Thursday, May 21, 2009

A New Look at The World.



I bought a new pair of shades. Nothing elaborate. Not a fancy brand. Not too much money. But they are something else! The minute you put them on, you feel like you are a part of one of those, romantic movies, from the 60s. You know the one's that have this melancholy emotion going on. Where the actress walks on alone on this lonely street, wondering whether she should marry the guy she has known for years or the guy she met on a holiday somewhere. I hope you guys get the point.

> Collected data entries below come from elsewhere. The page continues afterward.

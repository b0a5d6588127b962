//! Boundaries -> histogram -> summary for one axis plan.

use op_core::{BinBoundaries, CountTable, Result};

use crate::boundaries::compute_bin_boundaries;
use crate::histogram::{NdHistogram, build_histogram};
use crate::plan::AxisPlan;
use crate::summary::{HistogramSummary, histogram_summary};

/// One evaluated candidate binning.
#[derive(Debug, Clone)]
pub struct Evaluation {
    /// Edges per gridded axis.
    pub boundaries: BinBoundaries,
    /// Filled grid.
    pub histogram: NdHistogram,
    /// Occupancy summary of `histogram`.
    pub summary: HistogramSummary,
}

/// Build boundaries, histogram and summary for `plan`.
pub fn evaluate(table: &CountTable, plan: &AxisPlan) -> Result<Evaluation> {
    let boundaries = compute_bin_boundaries(table, plan)?;
    let histogram = build_histogram(table, &boundaries)?;
    let summary = histogram_summary(&histogram);
    Ok(Evaluation { boundaries, histogram, summary })
}
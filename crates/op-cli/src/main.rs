//! objpart CLI

use anyhow::Result;
use clap::{Args, Parser, Subcommand};
use std::collections::BTreeMap;
use std::path::{Path, PathBuf};

use op_binning::{
    Evaluation, LabeledGroup, NdHistogram, TargetScanScore, adaptive_search, apply_tail_caps,
    bottom_cells, evaluate, histogram_summary, merge_sparse_bins, merge_sparse_cells,
    parse_bins_overrides, scan_bins_per_axis, top_cells, usage_fraction,
};
use op_io::{
    BoundaryDocument, CountSource, ParquetCountSource, read_boundary_document, read_histogram,
    write_boundary_document, write_count_table, write_histogram,
};

mod config;
mod report;

use config::{PartitionConfig, read_partition_config};

#[derive(Parser)]
#[command(name = "objpart")]
#[command(about = "objpart - balanced multi-axis partitioning of per-event object counts")]
#[command(version)]
struct Cli {
    /// Log verbosity level (trace, debug, info, warn, error)
    #[arg(long, global = true, default_value = "warn")]
    log_level: tracing::Level,

    #[command(subcommand)]
    command: Commands,
}

#[derive(Subcommand)]
enum Commands {
    /// Bin a dataset's object counts into balanced cells
    Partition {
        /// Dataset: a Parquet file or a directory of Parquet files
        dataset: String,

        #[command(flatten)]
        args: PartitionArgs,
    },

    /// Run a partition described by a YAML/JSON config file
    Run {
        /// Config file (`.yaml`/`.yml` or `.json`)
        #[arg(short, long)]
        config: PathBuf,
    },

    /// Fraction of events kept by `axis >= value` cuts on a saved binning
    CalcUsage {
        /// Boundary document written by `partition`
        #[arg(short, long, default_value = "bin_boundaries.yaml")]
        boundaries: PathBuf,

        /// Histogram blob; used for one group per cell when the document has no merged cells
        #[arg(long)]
        histogram: Option<PathBuf>,

        /// Cut as AXIS=VALUE (repeat for multiple axes)
        #[arg(long = "cut")]
        cuts: Vec<String>,
    },

    /// Print version information
    Version,
}

#[derive(Args)]
struct PartitionArgs {
    /// Save the collected object counts to this Parquet file
    #[arg(short, long)]
    output: Option<PathBuf>,

    /// Number of files in the dataset to read (0 for all files)
    #[arg(short = 'n', long, default_value = "1")]
    n_files: usize,

    /// Axis to leave out of the binning (repeat for multiple axes)
    #[arg(long)]
    ignore_axes: Vec<String>,

    /// Bins per axis
    #[arg(long, default_value_t = config::default_bins_per_axis())]
    bins_per_axis: usize,

    /// Per-axis bins as AXIS=INT (repeat for multiple axes)
    #[arg(long)]
    bins_per_axis_override: Vec<String>,

    /// Clip every non-ignored axis at this quantile, in (0, 1]
    #[arg(long)]
    tail_cap_quantile: Option<f64>,

    /// Target minimum non-empty cell fraction
    #[arg(long)]
    target_min_fraction: Option<f64>,

    /// Target maximum cell fraction
    #[arg(long)]
    target_max_fraction: Option<f64>,

    /// Scan uniform bins-per-axis from this value. Requires `--bins-scan-max`.
    #[arg(long, requires = "bins_scan_max")]
    bins_scan_min: Option<usize>,

    /// Scan uniform bins-per-axis up to this value. Requires `--bins-scan-min`.
    #[arg(long, requires = "bins_scan_min")]
    bins_scan_max: Option<usize>,

    /// Greedy per-axis bin reduction towards the targets
    #[arg(long)]
    adaptive: bool,

    /// Floor for adaptive reduction
    #[arg(long, default_value = "1")]
    adaptive_min_bins: usize,

    /// Merge adjacent bins whose marginal fraction is below this
    #[arg(long)]
    merge_min_fraction: Option<f64>,

    /// Floor for marginal bin merging
    #[arg(long, default_value = "1")]
    merge_min_bins: usize,

    /// Merge grid cells across axes until every group reaches this fraction
    #[arg(long)]
    merge_cells_min_fraction: Option<f64>,

    /// Boundary document output
    #[arg(long, default_value = "bin_boundaries.yaml")]
    boundaries_out: PathBuf,

    /// Histogram blob output
    #[arg(long, default_value = "histogram.json.gz")]
    histogram_out: PathBuf,

    /// Rows in the top/bottom cell tables
    #[arg(long, default_value = "10")]
    top: usize,
}

impl PartitionArgs {
    fn into_config(self, dataset: String) -> Result<PartitionConfig> {
        Ok(PartitionConfig {
            dataset,
            n_files: self.n_files,
            output: self.output,
            ignore_axes: self.ignore_axes,
            bins_per_axis: self.bins_per_axis,
            bins_per_axis_override: parse_bins_overrides(&self.bins_per_axis_override)?,
            tail_cap_quantile: self.tail_cap_quantile,
            target_min_fraction: self.target_min_fraction,
            target_max_fraction: self.target_max_fraction,
            bins_scan_min: self.bins_scan_min,
            bins_scan_max: self.bins_scan_max,
            adaptive: self.adaptive,
            adaptive_min_bins: self.adaptive_min_bins,
            merge_min_fraction: self.merge_min_fraction,
            merge_min_bins: self.merge_min_bins,
            merge_cells_min_fraction: self.merge_cells_min_fraction,
            boundaries_out: self.boundaries_out,
            histogram_out: self.histogram_out,
            top: self.top,
        })
    }
}

fn main() -> Result<()> {
    let cli = Cli::parse();

    tracing_subscriber::fmt()
        .with_max_level(cli.log_level)
        .with_target(false)
        .with_writer(std::io::stderr)
        .init();

    match cli.command {
        Commands::Partition { dataset, args } => cmd_partition(&args.into_config(dataset)?),
        Commands::Run { config } => {
            tracing::info!(path = %config.display(), "loading run config");
            cmd_partition(&read_partition_config(&config)?)
        }
        Commands::CalcUsage { boundaries, histogram, cuts } => {
            cmd_calc_usage(&boundaries, histogram.as_deref(), &cuts)
        }
        Commands::Version => {
            println!("objpart {}", op_core::VERSION);
            Ok(())
        }
    }
}

fn cmd_partition(cfg: &PartitionConfig) -> Result<()> {
    cfg.validate()?;

    let mut table = ParquetCountSource::new().collect_counts(&cfg.dataset, cfg.n_files)?;
    let axes = cfg.axis_plan();
    axes.resolve(&table)?;
    if let Some(path) = &cfg.output {
        write_count_table(path, &table)?;
    }

    if let Some(q) = cfg.tail_cap_quantile {
        let capped = apply_tail_caps(&table, &cfg.ignore_axes, q)?;
        for (axis, cap) in &capped.caps {
            println!("Tail cap: {axis} clipped at {cap}");
        }
        table = capped.table;
    }

    let (evaluation, targets_met): (Evaluation, Option<bool>) = if let Some(scan) = cfg.scan() {
        let out = scan_bins_per_axis(&table, &axes, &scan)?;
        println!("Selected bins per axis: {}", out.bins_per_axis);
        (out.evaluation, Some(out.meets_targets))
    } else if let Some(adaptive) = cfg.adaptive() {
        let out = adaptive_search(&table, &axes, &adaptive)?;
        println!(
            "Adaptive bins per axis: {} ({} steps)",
            report::bins_list(&out.plan.bins_per_axis()),
            out.steps.len()
        );
        (out.evaluation, Some(out.targets_met))
    } else {
        let eval = evaluate(&table, &axes.resolve(&table)?)?;
        let targets = cfg.targets();
        let supplied = targets.min_fraction.is_some() || targets.max_fraction.is_some();
        let score = TargetScanScore::new(&eval.summary, &targets);
        (eval, supplied.then(|| score.meets_targets()))
    };

    let mut hist = evaluation.histogram;
    if let Some(min_fraction) = cfg.merge_min_fraction {
        let merged = merge_sparse_bins(&hist, min_fraction, cfg.merge_min_bins)?;
        for (axis, n) in merged.merges.iter().filter(|(_, n)| **n > 0) {
            println!("Merged {n} sparse bins on {axis}");
        }
        hist = merged.histogram;
    }

    let mut doc = BoundaryDocument::new(&hist.boundaries());
    let mut cell_merge = None;
    if let Some(min_fraction) = cfg.merge_cells_min_fraction {
        let merged = merge_sparse_cells(&hist, min_fraction)?;
        let groups: Vec<LabeledGroup> =
            merged.groups.iter().map(|g| g.labeled(hist.axes())).collect();
        doc = doc.with_merged_cells(min_fraction, &groups);
        cell_merge = Some(merged);
    }

    write_boundary_document(&cfg.boundaries_out, &doc)?;
    write_histogram(&cfg.histogram_out, &hist)?;
    tracing::info!(
        boundaries = %cfg.boundaries_out.display(),
        histogram = %cfg.histogram_out.display(),
        "outputs written"
    );

    let top = top_cells(&hist, cfg.top);
    let bottom = bottom_cells(&hist, cfg.top);
    print!("{}", report::cell_table(&format!("Top {} bins", cfg.top), &top));
    print!("{}", report::cell_table(&format!("Least {} bins", cfg.top), &bottom));
    println!("{}", report::summary_line("Histogram summary", &histogram_summary(&hist)));
    if let Some(merged) = &cell_merge {
        print!("{}", report::group_lines(&merged.groups));
        println!("{}", report::summary_line("Merged cell summary", &merged.summary));
    }
    if targets_met == Some(false) {
        println!("Note: targets not met; showing the closest configuration");
    }
    Ok(())
}

fn parse_cut(entry: &str) -> Result<(String, u64)> {
    let Some((axis, value)) = entry.split_once('=') else {
        anyhow::bail!("invalid --cut value '{entry}'; expected AXIS=VALUE");
    };
    let axis = axis.trim();
    if axis.is_empty() {
        anyhow::bail!("invalid --cut value '{entry}'; axis cannot be empty");
    }
    let value: u64 = value
        .trim()
        .parse()
        .map_err(|_| anyhow::anyhow!("invalid --cut value '{entry}'; value must be an integer"))?;
    Ok((axis.to_string(), value))
}

/// One group per histogram cell.
fn cell_groups(hist: &NdHistogram) -> Vec<LabeledGroup> {
    let total = hist.total();
    (0..hist.n_cells())
        .map(|flat| {
            let index = hist.unravel(flat);
            let count = hist.counts()[flat];
            LabeledGroup {
                cells: vec![
                    hist.axes().iter().zip(index).map(|(a, i)| (a.name.clone(), i)).collect(),
                ],
                count,
                fraction: if total == 0 { 0.0 } else { count as f64 / total as f64 },
            }
        })
        .collect()
}

fn cmd_calc_usage(boundaries: &Path, histogram: Option<&Path>, cuts: &[String]) -> Result<()> {
    let mut cut_map = BTreeMap::new();
    for entry in cuts {
        let (axis, value) = parse_cut(entry)?;
        if cut_map.insert(axis.clone(), value).is_some() {
            anyhow::bail!("duplicate --cut axis '{axis}'");
        }
    }

    tracing::info!(path = %boundaries.display(), "loading boundaries");
    let doc = read_boundary_document(boundaries)?;
    let groups = match (doc.groups(), histogram) {
        (Some(groups), _) => groups,
        (None, Some(path)) => cell_groups(&read_histogram(path)?),
        (None, None) => anyhow::bail!(
            "{} has no merged_cells section; pass --histogram to use one group per cell",
            boundaries.display()
        ),
    };

    let usage = usage_fraction(&doc.boundaries()?, &groups, &cut_map)?;
    println!("Usage fraction: {usage:.6}");
    Ok(())
}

The first time I tried them on, I felt like it was going to rain. I love that feeling. You know just before it's going to start raining, the sky turns into this dusty shade of orange, and the wind is so strong that you can't keep your eyes open. And all the people that are outside, all the children that are playing on those large grounds, run back home. Everything clears up. Like an empty battlefield. It's the most beautiful feeling. And the best part about it, is that it is so predictable. Everyone knows this feeling. Everyone relates to it. Everyone knows it is going to rain. So, I had to buy them. I have to say, it is the first time I have bought a feeling.

Monday, May 18, 2009

I Feel like Switzerland

I haven't felt like this in very long. Too long actually. So long that I have forgotten what it feels like to feel like Switzerland. People I call friends are useless. Solely ornamental. People who are friends but the ones I hardly ever call are the ones I miss the most when I feel like this. They know exactly how to make me feel like Germany, and that is only because they know the Adolf in me. I hate it when people give you reasons, and explanations. I don't want to hear them anymore. I would like to believe that at age 21...and rapidly reaching 22, we are beyond these reasons that really mean nothing. You know when you are pissed off at someone and you ask them why they did something, you don't really want to hear WHY!? You just want them to open their mouths so you can sock them in the face. Who here honestly wants to hear, " Actually I tried calling you but my battery died off!" or, " I felt like you would want some time off so I just kept away from you for weeks after I made that horrible mistake!" ? I have made up my mind about kick boxing. I am not taking it up to lose the extra kilos, or for self defense. I just want to kick some 'friendly' butt. Kick it all the way to Mars. Friends don't really have a purpose in life. They are there because, well some of them you decided to be friends with over a piece of candy they shared with you a million years ago, and some because you have a common enemy, or because you both got too drunk to actually remember the reason for this unbreakable bond! Pllllllllllleeeeeeeeeaaaaaaaaaaaaseeeeee!!!! I say commitments of any kind just tie you down. Like someone pointed out, ' All relationships are man made. There is absolutely nothing natural about it!' So, I don't think people should raise their eyebrows when I say, I am not OBLIGED, or for that matter no one is to take the responsibility to make and keep someone ELSE happy!
I mean, the world is cruel. It's hard to keep yourself happy, then why should one be asked to do the same for someone else too? Doesn't it seem unfair? I am battling every single day with thoughts that keep me awake like an Owl, and so do a lot of other people. Some people are disturbed by religion, others by recession, and maybe some by health. That's a lot of shit in itself. And in all this when people tell you, 'you are the only one who understands me, I don't know what I would do without you!' I can't help but feel like Switzerland on Coke.